● What you need to do:
Lines with the word "writer": copy all of them from the entries below.

-- Extracted information follows --

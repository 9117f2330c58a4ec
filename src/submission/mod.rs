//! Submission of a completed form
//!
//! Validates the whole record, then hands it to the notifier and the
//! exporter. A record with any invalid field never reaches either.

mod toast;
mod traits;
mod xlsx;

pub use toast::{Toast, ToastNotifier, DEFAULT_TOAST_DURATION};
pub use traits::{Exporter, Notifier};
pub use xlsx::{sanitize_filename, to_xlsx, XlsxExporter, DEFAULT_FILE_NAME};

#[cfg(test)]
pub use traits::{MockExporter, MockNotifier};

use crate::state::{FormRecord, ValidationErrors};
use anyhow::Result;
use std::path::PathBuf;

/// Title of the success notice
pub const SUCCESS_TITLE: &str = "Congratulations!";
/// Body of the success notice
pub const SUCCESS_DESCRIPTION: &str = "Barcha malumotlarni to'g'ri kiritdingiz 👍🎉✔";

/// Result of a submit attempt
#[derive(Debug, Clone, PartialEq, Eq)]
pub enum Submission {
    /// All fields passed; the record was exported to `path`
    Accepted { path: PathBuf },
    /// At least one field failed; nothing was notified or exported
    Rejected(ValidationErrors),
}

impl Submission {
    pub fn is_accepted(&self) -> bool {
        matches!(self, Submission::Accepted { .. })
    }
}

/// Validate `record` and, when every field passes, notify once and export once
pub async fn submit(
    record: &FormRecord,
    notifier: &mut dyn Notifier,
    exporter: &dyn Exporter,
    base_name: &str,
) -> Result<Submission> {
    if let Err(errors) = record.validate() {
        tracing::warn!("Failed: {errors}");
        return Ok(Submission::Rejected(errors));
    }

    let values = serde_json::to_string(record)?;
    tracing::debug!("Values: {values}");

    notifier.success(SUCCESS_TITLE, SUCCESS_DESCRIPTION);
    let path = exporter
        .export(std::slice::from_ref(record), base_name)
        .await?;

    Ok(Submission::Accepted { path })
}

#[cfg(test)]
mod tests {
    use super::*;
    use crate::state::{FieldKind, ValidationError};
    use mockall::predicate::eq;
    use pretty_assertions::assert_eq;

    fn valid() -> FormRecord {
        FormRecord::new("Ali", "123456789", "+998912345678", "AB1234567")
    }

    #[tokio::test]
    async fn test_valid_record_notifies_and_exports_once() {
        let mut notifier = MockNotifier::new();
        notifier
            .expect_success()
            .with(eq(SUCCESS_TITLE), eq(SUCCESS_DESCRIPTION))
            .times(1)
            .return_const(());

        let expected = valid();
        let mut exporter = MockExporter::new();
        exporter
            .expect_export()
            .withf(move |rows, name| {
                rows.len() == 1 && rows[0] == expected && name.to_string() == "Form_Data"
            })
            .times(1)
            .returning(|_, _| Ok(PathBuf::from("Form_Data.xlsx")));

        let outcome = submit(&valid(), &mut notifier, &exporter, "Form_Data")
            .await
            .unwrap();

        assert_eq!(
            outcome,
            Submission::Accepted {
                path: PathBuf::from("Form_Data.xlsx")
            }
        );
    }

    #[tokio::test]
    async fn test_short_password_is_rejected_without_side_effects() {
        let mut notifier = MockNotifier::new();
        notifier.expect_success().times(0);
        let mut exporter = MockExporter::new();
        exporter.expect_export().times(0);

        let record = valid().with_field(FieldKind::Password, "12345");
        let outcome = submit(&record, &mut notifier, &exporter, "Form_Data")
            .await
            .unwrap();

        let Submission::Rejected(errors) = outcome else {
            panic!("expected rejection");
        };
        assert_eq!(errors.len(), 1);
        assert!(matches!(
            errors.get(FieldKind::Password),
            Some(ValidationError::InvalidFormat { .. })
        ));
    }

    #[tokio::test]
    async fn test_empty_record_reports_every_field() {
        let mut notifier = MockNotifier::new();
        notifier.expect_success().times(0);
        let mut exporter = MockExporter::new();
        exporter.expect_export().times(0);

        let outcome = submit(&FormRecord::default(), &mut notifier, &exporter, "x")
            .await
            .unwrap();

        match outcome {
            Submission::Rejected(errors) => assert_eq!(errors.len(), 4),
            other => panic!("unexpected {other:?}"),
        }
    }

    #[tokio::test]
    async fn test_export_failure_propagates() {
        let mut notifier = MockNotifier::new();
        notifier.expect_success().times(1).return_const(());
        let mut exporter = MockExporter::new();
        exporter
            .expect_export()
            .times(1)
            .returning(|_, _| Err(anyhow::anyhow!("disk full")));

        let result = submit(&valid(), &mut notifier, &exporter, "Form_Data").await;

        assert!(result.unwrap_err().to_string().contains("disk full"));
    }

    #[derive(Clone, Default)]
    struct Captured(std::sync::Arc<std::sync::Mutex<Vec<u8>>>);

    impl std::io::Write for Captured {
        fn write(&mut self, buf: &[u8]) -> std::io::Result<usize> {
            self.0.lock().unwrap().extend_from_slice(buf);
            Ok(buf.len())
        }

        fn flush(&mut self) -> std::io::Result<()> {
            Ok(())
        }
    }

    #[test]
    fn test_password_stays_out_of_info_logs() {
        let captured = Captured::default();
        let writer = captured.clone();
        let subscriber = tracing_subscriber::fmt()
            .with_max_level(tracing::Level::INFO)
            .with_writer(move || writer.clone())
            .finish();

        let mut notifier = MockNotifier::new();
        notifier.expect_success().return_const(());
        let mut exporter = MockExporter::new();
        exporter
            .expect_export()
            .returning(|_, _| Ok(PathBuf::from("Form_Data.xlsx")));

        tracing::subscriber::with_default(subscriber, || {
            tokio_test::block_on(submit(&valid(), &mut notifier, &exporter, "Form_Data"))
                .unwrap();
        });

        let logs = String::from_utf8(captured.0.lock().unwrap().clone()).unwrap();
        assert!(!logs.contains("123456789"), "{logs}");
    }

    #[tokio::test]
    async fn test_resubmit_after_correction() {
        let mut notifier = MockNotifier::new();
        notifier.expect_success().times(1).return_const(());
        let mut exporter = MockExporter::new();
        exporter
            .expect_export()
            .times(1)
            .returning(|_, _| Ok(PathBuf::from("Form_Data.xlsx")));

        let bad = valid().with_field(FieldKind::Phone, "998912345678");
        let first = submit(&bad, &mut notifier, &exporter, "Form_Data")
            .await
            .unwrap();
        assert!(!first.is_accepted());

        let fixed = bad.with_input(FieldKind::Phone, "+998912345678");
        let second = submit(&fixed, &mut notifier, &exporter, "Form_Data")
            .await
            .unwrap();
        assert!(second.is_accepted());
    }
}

-- Extracted information concluded --
-- Extracted information follows --

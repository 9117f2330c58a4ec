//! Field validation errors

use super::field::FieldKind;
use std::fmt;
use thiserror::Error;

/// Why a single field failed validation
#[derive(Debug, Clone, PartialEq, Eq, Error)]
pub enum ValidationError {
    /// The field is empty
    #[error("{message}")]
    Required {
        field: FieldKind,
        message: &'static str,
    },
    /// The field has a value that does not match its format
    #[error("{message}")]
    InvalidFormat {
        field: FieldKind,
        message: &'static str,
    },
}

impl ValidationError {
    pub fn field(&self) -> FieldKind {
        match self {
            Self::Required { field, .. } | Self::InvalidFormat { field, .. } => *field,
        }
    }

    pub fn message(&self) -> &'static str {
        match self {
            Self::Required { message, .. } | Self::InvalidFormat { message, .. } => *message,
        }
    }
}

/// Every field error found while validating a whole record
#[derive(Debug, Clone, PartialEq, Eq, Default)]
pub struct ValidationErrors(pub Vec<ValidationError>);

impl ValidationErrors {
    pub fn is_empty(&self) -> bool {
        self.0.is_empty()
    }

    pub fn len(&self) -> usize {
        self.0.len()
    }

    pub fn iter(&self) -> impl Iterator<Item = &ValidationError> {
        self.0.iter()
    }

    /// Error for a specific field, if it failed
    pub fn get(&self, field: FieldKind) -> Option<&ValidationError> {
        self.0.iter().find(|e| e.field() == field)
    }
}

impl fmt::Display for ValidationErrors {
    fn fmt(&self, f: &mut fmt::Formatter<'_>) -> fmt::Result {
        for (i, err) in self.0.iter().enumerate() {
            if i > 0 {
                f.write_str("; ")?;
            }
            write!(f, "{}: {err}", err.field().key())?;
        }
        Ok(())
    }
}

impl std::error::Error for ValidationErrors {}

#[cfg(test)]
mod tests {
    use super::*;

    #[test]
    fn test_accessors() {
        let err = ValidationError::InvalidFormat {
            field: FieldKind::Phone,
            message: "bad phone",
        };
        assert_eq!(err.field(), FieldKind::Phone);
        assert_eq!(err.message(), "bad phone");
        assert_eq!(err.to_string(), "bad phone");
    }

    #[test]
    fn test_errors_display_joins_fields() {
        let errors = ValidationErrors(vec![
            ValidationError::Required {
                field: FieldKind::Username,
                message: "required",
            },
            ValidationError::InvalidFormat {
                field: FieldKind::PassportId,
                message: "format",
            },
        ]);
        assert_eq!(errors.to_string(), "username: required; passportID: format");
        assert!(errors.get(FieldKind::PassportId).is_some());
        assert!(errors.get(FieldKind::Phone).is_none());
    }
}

-- Extracted information concluded --

● Result for this task:
        let writer = captured.clone();
            .with_writer(move || writer.clone())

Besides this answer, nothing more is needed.